> YOUR ASSIGNMENT
Only the lines below starting at the one that contains "or fetcher misconfigured" and ending at the one that contains "any displayable cause" are to be reproduced, exactly and with both ends kept.
==== MATERIAL FOR THIS EXERCISE
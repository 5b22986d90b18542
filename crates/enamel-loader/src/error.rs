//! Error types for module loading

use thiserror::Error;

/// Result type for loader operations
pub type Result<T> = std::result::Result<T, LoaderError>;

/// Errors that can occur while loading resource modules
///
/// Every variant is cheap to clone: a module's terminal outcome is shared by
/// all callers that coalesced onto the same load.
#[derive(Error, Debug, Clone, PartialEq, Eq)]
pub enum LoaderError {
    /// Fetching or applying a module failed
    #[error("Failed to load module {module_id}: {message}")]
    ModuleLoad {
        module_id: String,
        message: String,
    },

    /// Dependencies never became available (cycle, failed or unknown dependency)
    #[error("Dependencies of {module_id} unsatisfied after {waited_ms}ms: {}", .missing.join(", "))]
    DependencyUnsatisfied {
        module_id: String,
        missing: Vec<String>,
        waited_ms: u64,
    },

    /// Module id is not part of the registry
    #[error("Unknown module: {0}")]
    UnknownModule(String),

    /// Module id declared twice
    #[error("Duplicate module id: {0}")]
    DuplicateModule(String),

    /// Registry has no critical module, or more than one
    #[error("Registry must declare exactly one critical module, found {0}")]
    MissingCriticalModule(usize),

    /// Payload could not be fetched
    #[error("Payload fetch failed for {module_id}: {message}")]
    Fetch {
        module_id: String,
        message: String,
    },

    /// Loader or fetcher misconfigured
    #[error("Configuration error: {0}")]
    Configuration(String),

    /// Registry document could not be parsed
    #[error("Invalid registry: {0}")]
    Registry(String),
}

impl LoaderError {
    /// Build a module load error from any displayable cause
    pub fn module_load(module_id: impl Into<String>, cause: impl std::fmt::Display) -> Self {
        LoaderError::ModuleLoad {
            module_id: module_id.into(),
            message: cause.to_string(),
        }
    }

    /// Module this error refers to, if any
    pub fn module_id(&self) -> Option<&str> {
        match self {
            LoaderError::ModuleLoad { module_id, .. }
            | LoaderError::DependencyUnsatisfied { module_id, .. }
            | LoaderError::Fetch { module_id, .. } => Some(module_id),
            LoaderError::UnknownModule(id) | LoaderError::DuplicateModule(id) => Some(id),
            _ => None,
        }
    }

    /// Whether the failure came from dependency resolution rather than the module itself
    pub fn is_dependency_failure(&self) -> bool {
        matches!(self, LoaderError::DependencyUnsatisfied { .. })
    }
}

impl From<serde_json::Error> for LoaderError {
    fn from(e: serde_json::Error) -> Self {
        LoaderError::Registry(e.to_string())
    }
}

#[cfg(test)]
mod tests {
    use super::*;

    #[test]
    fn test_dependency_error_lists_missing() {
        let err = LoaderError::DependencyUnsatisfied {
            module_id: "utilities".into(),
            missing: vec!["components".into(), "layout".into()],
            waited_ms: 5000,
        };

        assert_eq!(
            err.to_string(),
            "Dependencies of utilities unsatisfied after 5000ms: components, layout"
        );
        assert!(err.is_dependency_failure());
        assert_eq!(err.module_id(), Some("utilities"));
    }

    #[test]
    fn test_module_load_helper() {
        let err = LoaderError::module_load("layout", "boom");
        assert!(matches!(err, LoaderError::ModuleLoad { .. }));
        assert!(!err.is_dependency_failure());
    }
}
========
> SOLUTION TO THE PROBLEM
    /// Loader or fetcher misconfigured
    #[error("Configuration error: {0}")]
    Configuration(String),

    /// Registry document could not be parsed
    #[error("Invalid registry: {0}")]
    Registry(String),
}

impl LoaderError {
    /// Build a module load error from any displayable cause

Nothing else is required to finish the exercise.